#### Dataset

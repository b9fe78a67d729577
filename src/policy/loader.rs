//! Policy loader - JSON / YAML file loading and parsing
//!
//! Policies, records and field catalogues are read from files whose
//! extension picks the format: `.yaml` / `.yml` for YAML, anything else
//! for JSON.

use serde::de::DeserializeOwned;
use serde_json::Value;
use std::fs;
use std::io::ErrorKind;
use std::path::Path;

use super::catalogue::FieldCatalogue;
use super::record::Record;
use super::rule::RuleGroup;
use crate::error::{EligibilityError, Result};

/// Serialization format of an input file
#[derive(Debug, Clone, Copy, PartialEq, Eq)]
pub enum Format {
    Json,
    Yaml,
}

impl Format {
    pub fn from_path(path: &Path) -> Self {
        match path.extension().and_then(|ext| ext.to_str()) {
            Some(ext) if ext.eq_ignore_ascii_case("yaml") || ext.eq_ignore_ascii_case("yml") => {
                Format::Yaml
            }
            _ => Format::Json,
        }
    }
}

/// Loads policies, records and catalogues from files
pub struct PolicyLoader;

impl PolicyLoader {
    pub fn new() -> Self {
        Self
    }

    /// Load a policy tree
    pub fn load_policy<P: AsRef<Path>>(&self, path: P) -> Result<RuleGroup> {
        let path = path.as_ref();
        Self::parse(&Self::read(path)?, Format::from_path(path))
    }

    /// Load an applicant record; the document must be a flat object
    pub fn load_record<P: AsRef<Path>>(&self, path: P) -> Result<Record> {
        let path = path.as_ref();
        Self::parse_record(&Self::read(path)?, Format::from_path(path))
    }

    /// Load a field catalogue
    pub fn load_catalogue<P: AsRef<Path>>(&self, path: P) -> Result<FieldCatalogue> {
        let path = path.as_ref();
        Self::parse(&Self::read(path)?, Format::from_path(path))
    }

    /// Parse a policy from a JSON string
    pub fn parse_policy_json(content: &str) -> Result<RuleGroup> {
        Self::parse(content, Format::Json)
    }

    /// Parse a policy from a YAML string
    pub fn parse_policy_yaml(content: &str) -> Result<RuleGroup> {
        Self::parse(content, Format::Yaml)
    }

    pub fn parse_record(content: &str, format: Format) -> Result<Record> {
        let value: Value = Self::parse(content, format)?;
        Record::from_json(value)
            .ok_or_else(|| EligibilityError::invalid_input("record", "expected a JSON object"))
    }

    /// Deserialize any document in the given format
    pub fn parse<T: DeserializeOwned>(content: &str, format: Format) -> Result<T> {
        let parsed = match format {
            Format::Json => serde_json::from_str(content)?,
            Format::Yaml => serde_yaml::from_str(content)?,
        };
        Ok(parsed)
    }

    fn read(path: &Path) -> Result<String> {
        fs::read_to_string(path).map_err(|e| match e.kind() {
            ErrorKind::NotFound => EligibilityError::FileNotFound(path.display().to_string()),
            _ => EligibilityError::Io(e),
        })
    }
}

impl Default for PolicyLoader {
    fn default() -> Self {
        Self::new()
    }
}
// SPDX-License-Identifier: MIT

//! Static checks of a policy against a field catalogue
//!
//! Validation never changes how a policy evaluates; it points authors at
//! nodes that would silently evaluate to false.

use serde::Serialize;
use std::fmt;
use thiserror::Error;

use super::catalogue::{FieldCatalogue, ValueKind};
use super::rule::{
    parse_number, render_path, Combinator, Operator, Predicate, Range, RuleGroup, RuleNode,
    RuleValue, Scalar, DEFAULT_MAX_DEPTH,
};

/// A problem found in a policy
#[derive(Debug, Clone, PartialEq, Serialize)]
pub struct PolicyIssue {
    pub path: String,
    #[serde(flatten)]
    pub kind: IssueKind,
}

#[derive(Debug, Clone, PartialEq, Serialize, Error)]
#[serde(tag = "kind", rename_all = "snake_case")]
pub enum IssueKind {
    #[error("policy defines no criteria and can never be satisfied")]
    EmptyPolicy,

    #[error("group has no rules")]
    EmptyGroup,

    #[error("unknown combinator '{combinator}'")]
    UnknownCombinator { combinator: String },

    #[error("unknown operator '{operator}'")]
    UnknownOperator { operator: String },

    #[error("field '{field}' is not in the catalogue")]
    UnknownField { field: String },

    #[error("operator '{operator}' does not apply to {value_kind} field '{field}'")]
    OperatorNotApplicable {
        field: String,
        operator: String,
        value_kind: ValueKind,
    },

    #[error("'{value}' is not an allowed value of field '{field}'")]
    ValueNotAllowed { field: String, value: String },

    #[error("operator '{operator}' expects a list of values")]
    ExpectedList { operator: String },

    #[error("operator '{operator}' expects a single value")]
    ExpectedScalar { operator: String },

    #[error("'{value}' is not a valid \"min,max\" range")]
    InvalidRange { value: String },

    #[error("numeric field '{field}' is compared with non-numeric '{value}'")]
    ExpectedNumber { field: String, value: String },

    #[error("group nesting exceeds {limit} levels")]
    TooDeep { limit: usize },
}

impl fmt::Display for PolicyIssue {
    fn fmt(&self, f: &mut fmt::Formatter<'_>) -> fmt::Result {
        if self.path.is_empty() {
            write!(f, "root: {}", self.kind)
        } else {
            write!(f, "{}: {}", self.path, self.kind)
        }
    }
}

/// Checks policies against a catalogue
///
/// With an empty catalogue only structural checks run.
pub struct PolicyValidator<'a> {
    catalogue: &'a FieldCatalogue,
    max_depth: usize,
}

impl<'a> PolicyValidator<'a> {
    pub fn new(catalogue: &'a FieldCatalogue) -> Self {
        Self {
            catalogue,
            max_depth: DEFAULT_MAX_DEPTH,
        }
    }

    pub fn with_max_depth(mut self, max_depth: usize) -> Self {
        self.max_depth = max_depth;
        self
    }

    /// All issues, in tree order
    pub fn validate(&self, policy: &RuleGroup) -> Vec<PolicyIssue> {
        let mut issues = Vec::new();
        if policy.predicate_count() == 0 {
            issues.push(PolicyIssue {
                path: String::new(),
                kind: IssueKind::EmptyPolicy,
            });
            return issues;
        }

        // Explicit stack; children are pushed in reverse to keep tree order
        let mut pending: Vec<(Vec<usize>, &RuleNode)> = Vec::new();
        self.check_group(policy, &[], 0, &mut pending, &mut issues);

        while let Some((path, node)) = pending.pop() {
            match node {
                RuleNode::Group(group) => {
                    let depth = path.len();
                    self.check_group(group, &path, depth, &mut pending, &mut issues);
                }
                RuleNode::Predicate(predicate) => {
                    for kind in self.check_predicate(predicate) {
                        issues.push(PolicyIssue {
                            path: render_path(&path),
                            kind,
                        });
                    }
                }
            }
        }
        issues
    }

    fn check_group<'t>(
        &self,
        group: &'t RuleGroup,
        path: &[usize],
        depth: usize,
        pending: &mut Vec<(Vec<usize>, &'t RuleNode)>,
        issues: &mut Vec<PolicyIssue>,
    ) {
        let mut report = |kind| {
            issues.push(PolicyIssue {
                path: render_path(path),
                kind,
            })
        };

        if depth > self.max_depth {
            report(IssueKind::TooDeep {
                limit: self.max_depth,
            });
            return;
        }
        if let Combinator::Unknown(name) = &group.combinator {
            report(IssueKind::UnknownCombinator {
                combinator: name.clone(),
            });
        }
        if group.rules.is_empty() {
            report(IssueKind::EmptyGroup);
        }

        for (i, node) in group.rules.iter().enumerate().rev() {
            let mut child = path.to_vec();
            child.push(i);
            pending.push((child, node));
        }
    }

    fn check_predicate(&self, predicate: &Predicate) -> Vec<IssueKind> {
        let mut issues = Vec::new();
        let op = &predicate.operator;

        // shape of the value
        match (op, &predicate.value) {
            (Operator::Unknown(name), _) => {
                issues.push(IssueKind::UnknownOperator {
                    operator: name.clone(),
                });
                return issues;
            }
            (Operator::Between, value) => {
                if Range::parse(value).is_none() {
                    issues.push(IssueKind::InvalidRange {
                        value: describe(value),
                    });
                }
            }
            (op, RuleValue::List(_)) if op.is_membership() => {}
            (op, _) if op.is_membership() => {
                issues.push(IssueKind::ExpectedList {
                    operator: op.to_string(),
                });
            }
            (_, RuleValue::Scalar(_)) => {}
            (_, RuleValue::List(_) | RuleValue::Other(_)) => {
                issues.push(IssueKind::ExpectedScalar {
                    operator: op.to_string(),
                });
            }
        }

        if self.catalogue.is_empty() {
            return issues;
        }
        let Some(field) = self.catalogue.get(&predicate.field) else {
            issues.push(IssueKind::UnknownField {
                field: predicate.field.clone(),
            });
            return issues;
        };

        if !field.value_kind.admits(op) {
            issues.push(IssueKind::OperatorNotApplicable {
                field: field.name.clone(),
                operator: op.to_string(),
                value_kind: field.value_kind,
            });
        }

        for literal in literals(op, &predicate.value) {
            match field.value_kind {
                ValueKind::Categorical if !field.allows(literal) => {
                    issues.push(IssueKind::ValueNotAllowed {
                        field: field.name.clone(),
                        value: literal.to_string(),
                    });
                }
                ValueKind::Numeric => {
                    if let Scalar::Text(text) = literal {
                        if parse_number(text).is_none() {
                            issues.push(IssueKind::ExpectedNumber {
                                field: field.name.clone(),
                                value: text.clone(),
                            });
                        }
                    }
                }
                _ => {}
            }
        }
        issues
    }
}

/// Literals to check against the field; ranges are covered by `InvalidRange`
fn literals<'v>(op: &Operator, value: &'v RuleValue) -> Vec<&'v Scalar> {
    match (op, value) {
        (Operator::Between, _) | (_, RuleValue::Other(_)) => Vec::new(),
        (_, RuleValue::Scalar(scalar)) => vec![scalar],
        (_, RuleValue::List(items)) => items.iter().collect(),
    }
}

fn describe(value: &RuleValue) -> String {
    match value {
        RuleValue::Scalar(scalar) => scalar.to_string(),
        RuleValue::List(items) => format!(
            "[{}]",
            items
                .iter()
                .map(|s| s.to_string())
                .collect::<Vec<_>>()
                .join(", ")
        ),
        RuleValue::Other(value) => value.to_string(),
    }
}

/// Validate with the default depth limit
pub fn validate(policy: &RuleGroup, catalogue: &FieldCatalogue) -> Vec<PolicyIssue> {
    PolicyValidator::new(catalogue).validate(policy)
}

########

What the exercise asks. The answer is the lines above between the line holding "let mut child = path.to_vec();" and the line holding "if let Scalar::Text(text)", inclusive, each written out exactly, and no others.

Written response.
            let mut child = path.to_vec();
            child.push(i);
            pending.push((child, node));
        }
    }

    fn check_predicate(&self, predicate: &Predicate) -> Vec<IssueKind> {
        let mut issues = Vec::new();
        let op = &predicate.operator;

        // shape of the value
        match (op, &predicate.value) {
            (Operator::Unknown(name), _) => {
                issues.push(IssueKind::UnknownOperator {
                    operator: name.clone(),
                });
                return issues;
            }
            (Operator::Between, value) => {
                if Range::parse(value).is_none() {
                    issues.push(IssueKind::InvalidRange {
                        value: describe(value),
                    });
                }
            }
            (op, RuleValue::List(_)) if op.is_membership() => {}
            (op, _) if op.is_membership() => {
                issues.push(IssueKind::ExpectedList {
                    operator: op.to_string(),
                });
            }
            (_, RuleValue::Scalar(_)) => {}
            (_, RuleValue::List(_) | RuleValue::Other(_)) => {
                issues.push(IssueKind::ExpectedScalar {
                    operator: op.to_string(),
                });
            }
        }

        if self.catalogue.is_empty() {
            return issues;
        }
        let Some(field) = self.catalogue.get(&predicate.field) else {
            issues.push(IssueKind::UnknownField {
                field: predicate.field.clone(),
            });
            return issues;
        };

        if !field.value_kind.admits(op) {
            issues.push(IssueKind::OperatorNotApplicable {
                field: field.name.clone(),
                operator: op.to_string(),
                value_kind: field.value_kind,
            });
        }

        for literal in literals(op, &predicate.value) {
            match field.value_kind {
                ValueKind::Categorical if !field.allows(literal) => {
                    issues.push(IssueKind::ValueNotAllowed {
                        field: field.name.clone(),
                        value: literal.to_string(),
                    });
                }
                ValueKind::Numeric => {
                    if let Scalar::Text(text) = literal {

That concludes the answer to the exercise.